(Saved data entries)
%%

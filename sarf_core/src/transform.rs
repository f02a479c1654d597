//! Root + pattern → word, and back.

use serde::{Deserialize, Serialize};

use crate::graphemes;
use crate::pattern::{Pattern, Token};
use crate::root::{ROOT_LEN, Root};

/// How extraction treats the literal letters of a template.
#[derive(Debug, Clone, Copy, PartialEq, Eq, Default, Serialize, Deserialize)]
#[serde(rename_all = "snake_case")]
pub enum LiteralMode {
    /// Literal positions must hold the template's letter.
    #[default]
    Strict,
    /// Literal positions may hold anything; only length and slots count.
    Lenient,
}

/// Substitute the radicals of `root` into the slots of `pattern`.
///
/// The result has exactly as many letters as the template.
#[must_use]
pub fn generate(root: &Root, pattern: &Pattern) -> String {
    let radicals = root.letters();
    pattern
        .tokens()
        .iter()
        .map(|token| match *token {
            Token::Literal(c) => c,
            Token::Slot(radical) => radicals[radical.index()],
        })
        .collect()
}

/// Recover the root that `pattern` would have turned into `word`.
///
/// Returns `None` when the lengths differ, when a repeated slot captures two
/// different letters, when (in strict mode) a literal does not match, or when
/// the captured letters are not a valid root.
#[must_use]
pub fn extract(word: &str, pattern: &Pattern, mode: LiteralMode) -> Option<Root> {
    let letters = graphemes::split(word.trim());
    let tokens = pattern.tokens();
    if letters.len() != tokens.len() {
        return None;
    }

    let mut radicals: [Option<char>; ROOT_LEN] = [None; ROOT_LEN];
    for (letter, token) in letters.iter().zip(tokens) {
        let mut chars = letter.chars();
        let (Some(letter), None) = (chars.next(), chars.next()) else {
            return None;
        };
        match *token {
            Token::Literal(expected) => {
                if mode == LiteralMode::Strict && letter != expected {
                    return None;
                }
            }
            Token::Slot(radical) => {
                let slot = &mut radicals[radical.index()];
                match *slot {
                    Some(captured) if captured != letter => return None,
                    _ => *slot = Some(letter),
                }
            }
        }
    }

    let [Some(first), Some(second), Some(third)] = radicals else {
        return None;
    };
    Root::parse(&String::from_iter([first, second, third])).ok()
}

#[cfg(test)]
mod tests {
    use super::*;

    fn root(text: &str) -> Root {
        Root::parse(text).unwrap_or_else(|e| panic!("{e}"))
    }

    fn pattern(name: &str) -> Pattern {
        Pattern::new(name, "", "").unwrap_or_else(|e| panic!("{e}"))
    }

    #[test]
    fn test_generate_active_participle() {
        assert_eq!(generate(&root("كتب"), &pattern("فاعل")), "كاتب");
    }

    #[test]
    fn test_generate_passive_participle() {
        assert_eq!(generate(&root("كتب"), &pattern("مفعول")), "مكتوب");
    }

    #[test]
    fn test_generate_form_eight() {
        assert_eq!(generate(&root("جمع"), &pattern("افتعل")), "اجتمع");
    }

    #[test]
    fn test_generate_is_length_preserving() {
        let p = pattern("تفعيل");
        let word = generate(&root("درس"), &p);
        assert_eq!(graphemes::len(&word), p.tokens().len());
    }

    #[test]
    fn test_extract_inverse() {
        let p = pattern("مفعول");
        assert_eq!(extract("مكتوب", &p, LiteralMode::Strict), Some(root("كتب")));
    }

    #[test]
    fn test_extract_length_mismatch() {
        assert_eq!(extract("كاتب", &pattern("مفعول"), LiteralMode::Lenient), None);
    }

    #[test]
    fn test_extract_literal_mismatch_depends_on_mode() {
        let p = pattern("مفعول");
        assert_eq!(extract("مكتاب", &p, LiteralMode::Strict), None);
        assert_eq!(extract("مكتاب", &p, LiteralMode::Lenient), Some(root("كتب")));
    }

    #[test]
    fn test_extract_repeated_slot_must_agree() {
        // doubled second radical
        let p = pattern("فععل");
        assert_eq!(extract("قتتل", &p, LiteralMode::Strict), Some(root("قتل")));
        assert_eq!(extract("قتسل", &p, LiteralMode::Strict), None);
    }

    #[test]
    fn test_extract_rejects_letters_outside_alphabet() {
        assert_eq!(extract("xay", &pattern("فعل"), LiteralMode::Lenient), None);
    }
}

%%

◆ Instructions for the task ◆
Read through the data above. Report each line that has the word "Some".

◆ Solution to this problem ◆
        let (Some(letter), None) = (chars.next(), chars.next()) else {
                    Some(captured) if captured != letter => return None,
                    _ => *slot = Some(letter),
    let [Some(first), Some(second), Some(third)] = radicals else {
        assert_eq!(extract("مكتوب", &p, LiteralMode::Strict), Some(root("كتب")));
        assert_eq!(extract("مكتاب", &p, LiteralMode::Lenient), Some(root("كتب")));
        assert_eq!(extract("قتتل", &p, LiteralMode::Strict), Some(root("قتل")));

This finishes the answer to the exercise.